Even though Vijayragahvan has read numerous books about prejudice, he finds it difficult to tackle these issues in real life. While he continues to grapple with the views of others around him and attempt to educate them, a strange case of three missing dalit girls employed in a local factory adds to his misery.
Two are found dead, but the situation becomes more difficult because the third is missing. The narrative is around who committed this horrible crime and how Vijayraghavan pursues it against pressure from his casteist superiors. While the basic concept isn’t novel, Arunraja Kamaraj’s writing and the characters’ anguish make us want to see the movie. Vijayragahvan and his subordinates debate the caste structure and the number of subclasses inside it in one scenario.

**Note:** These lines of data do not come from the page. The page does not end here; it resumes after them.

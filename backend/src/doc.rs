//! OpenAPI documentation configuration.
//!
//! [`ApiDoc`] generates the OpenAPI specification for the REST API: every
//! handler path from the inbound layer, the domain schemas they serve, and
//! the session cookie security scheme. Swagger UI serves the document in
//! debug builds.

use utoipa::openapi::security::{ApiKey, ApiKeyValue, SecurityScheme};
use utoipa::{Modify, OpenApi};

use crate::domain::bookings::car_rental::CarRental;
use crate::domain::bookings::cruise::Cruise;
use crate::domain::bookings::excursion::Excursion;
use crate::domain::bookings::flight::Flight;
use crate::domain::bookings::hotel::Hotel;
use crate::domain::bookings::medical_assist::MedicalAssist;
use crate::domain::bookings::transfer::Transfer;
use crate::domain::{
    CurrencyTotal, DomainError, ErrorCode, Pax, Reservation, ReservationStatus,
    ReservationWithTotals, User,
};
use crate::inbound::http::bookings::car_rentals::CarRentalRequestBody;
use crate::inbound::http::bookings::cruises::CruiseRequestBody;
use crate::inbound::http::bookings::excursions::ExcursionRequestBody;
use crate::inbound::http::bookings::flights::FlightRequestBody;
use crate::inbound::http::bookings::hotels::HotelRequestBody;
use crate::inbound::http::bookings::medical_assists::MedicalAssistRequestBody;
use crate::inbound::http::bookings::transfers::TransferRequestBody;
use crate::inbound::http::bookings::MoneyRequestBody;
use crate::inbound::http::pax::PaxRequestBody;
use crate::inbound::http::reservations::{
    CreateReservationRequestBody, UpdateReservationRequestBody,
};
use crate::inbound::http::users::LoginRequest;
use crate::inbound::http::DeletedResponse;

/// Enrich the generated document with the session cookie security scheme.
struct SecurityAddon;

impl Modify for SecurityAddon {
    fn modify(&self, openapi: &mut utoipa::openapi::OpenApi) {
        let components = openapi
            .components
            .get_or_insert_with(utoipa::openapi::Components::default);

        components.add_security_scheme(
            "SessionCookie",
            SecurityScheme::ApiKey(ApiKey::Cookie(ApiKeyValue::with_description(
                "session",
                "Session cookie issued by POST /api/v1/login.",
            ))),
        );
    }
}

/// OpenAPI document for the REST API.
#[derive(OpenApi)]
#[openapi(
    modifiers(&SecurityAddon),
    info(
        title = "Wayfarer reservation administration API",
        description = "CRUD surface for reservations, their bookable service \
            rows, and passengers, with per-currency aggregate totals."
    ),
    servers(
        (url = "/", description = "Relative to the deployment base URL")
    ),
    security(("SessionCookie" = [])),
    paths(
        crate::inbound::http::users::login,
        crate::inbound::http::health::ready,
        crate::inbound::http::health::live,
        crate::inbound::http::reservations::create_reservation,
        crate::inbound::http::reservations::list_reservations,
        crate::inbound::http::reservations::get_reservation,
        crate::inbound::http::reservations::update_reservation,
        crate::inbound::http::reservations::delete_reservation,
        crate::inbound::http::pax::create_pax,
        crate::inbound::http::pax::list_pax,
        crate::inbound::http::pax::get_pax,
        crate::inbound::http::pax::update_pax,
        crate::inbound::http::pax::delete_pax,
        crate::inbound::http::bookings::hotels::create_hotel,
        crate::inbound::http::bookings::hotels::list_hotels,
        crate::inbound::http::bookings::hotels::get_hotel,
        crate::inbound::http::bookings::hotels::update_hotel,
        crate::inbound::http::bookings::hotels::delete_hotel,
        crate::inbound::http::bookings::flights::create_flight,
        crate::inbound::http::bookings::flights::list_flights,
        crate::inbound::http::bookings::flights::get_flight,
        crate::inbound::http::bookings::flights::update_flight,
        crate::inbound::http::bookings::flights::delete_flight,
        crate::inbound::http::bookings::cruises::create_cruise,
        crate::inbound::http::bookings::cruises::list_cruises,
        crate::inbound::http::bookings::cruises::get_cruise,
        crate::inbound::http::bookings::cruises::update_cruise,
        crate::inbound::http::bookings::cruises::delete_cruise,
        crate::inbound::http::bookings::transfers::create_transfer,
        crate::inbound::http::bookings::transfers::list_transfers,
        crate::inbound::http::bookings::transfers::get_transfer,
        crate::inbound::http::bookings::transfers::update_transfer,
        crate::inbound::http::bookings::transfers::delete_transfer,
        crate::inbound::http::bookings::excursions::create_excursion,
        crate::inbound::http::bookings::excursions::list_excursions,
        crate::inbound::http::bookings::excursions::get_excursion,
        crate::inbound::http::bookings::excursions::update_excursion,
        crate::inbound::http::bookings::excursions::delete_excursion,
        crate::inbound::http::bookings::medical_assists::create_medical_assist,
        crate::inbound::http::bookings::medical_assists::list_medical_assists,
        crate::inbound::http::bookings::medical_assists::get_medical_assist,
        crate::inbound::http::bookings::medical_assists::update_medical_assist,
        crate::inbound::http::bookings::medical_assists::delete_medical_assist,
        crate::inbound::http::bookings::car_rentals::create_car_rental,
        crate::inbound::http::bookings::car_rentals::list_car_rentals,
        crate::inbound::http::bookings::car_rentals::get_car_rental,
        crate::inbound::http::bookings::car_rentals::update_car_rental,
        crate::inbound::http::bookings::car_rentals::delete_car_rental,
    ),
    components(schemas(
        DomainError,
        ErrorCode,
        User,
        Reservation,
        ReservationStatus,
        ReservationWithTotals,
        CurrencyTotal,
        Pax,
        Hotel,
        Flight,
        Cruise,
        Transfer,
        Excursion,
        MedicalAssist,
        CarRental,
        DeletedResponse,
        LoginRequest,
        CreateReservationRequestBody,
        UpdateReservationRequestBody,
        PaxRequestBody,
        MoneyRequestBody,
        HotelRequestBody,
        FlightRequestBody,
        CruiseRequestBody,
        TransferRequestBody,
        ExcursionRequestBody,
        MedicalAssistRequestBody,
        CarRentalRequestBody,
    )),
    tags(
        (name = "users", description = "Operator authentication"),
        (name = "health", description = "Health probes"),
        (name = "reservations", description = "Reservation aggregate roots"),
        (name = "pax", description = "Passengers attached to a reservation"),
        (name = "hotels", description = "Hotel stays"),
        (name = "flights", description = "Flight segments"),
        (name = "cruises", description = "Cruise legs"),
        (name = "transfers", description = "Ground transfers"),
        (name = "excursions", description = "Excursions and activities"),
        (name = "medical-assists", description = "Medical assistance cover"),
        (name = "car-rentals", description = "Car rentals")
    )
)]
pub struct ApiDoc;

Though amusing, Vijayragahvan’s response to them will connect with the majority of viewers. Most of the exchanges deserve recognition since the writing is so good.
Just when we believe the filmmakers have gone too far, they defend their actions with intriguing situations and the atmosphere in which the people live. The cinematography (by Dinesh Krishnan) and music are the stars of this film. Dhibu Ninan Thomas, the film’s composer, has grasped the film’s pulse and lifted the sequences to new heights. Udhayanidhi has done respect to Ayushmann Khurrana’s part in the original, and this character feels like it was built for him.
The main flaw is that several situations are predictable, and the narrative in the first half is a little sluggish. The pre-interval block, in which Vijayragahvan enters the station with a notice paper titled “Article 15,” more than makes up for it. Kumaran, a dalit leader and revolutionary, is played by Aari to perfection. However, the filmmakers might have focused more on his character’s past, which would have allowed us to empathies with him. Tanya Ravichandran, who plays a feminist, and Shivani Rajashekar, who plays Kurunji, perform an excellent job.
The actor’s political background and profession are well-known. However, there’s no doubting that they’re well-made. Because to Udhayanidhi’s participation, we get a couple images of him against the rising sun. Thankfully, the film does not go overboard with them. Udhayanidhi provides a sincere performance, supported by a talented cast of supporting characters. (In particular, Suresh Chakravarthi is amazing.) The film does, however, make an error in presenting a number of its moments more naturally. Consider the sequence in which a ‘encounter’ occurs. (Shivani Rajashekar’s makeup is noticeable in a negative way.)
Unlike Article 15, Vijayaraghavan’s folded hands are a sign of contrition rather than appreciation from the victim’s relatives (Udhayanidhi Stalin).
In Nenjukku Needhi, snakes play an essential part. Vijayaraghavan arrives at his new police station to find his crew fighting a snake infestation. He learns later that it was an attack, but the snakes were completely harmless. Snakes move out of the way as Sathya is discovered later, battling for her life. They had done no harm to her, but the same cannot be said of her fellow humans. Nenjukku Needhi is a good remake because of tiny moments like this.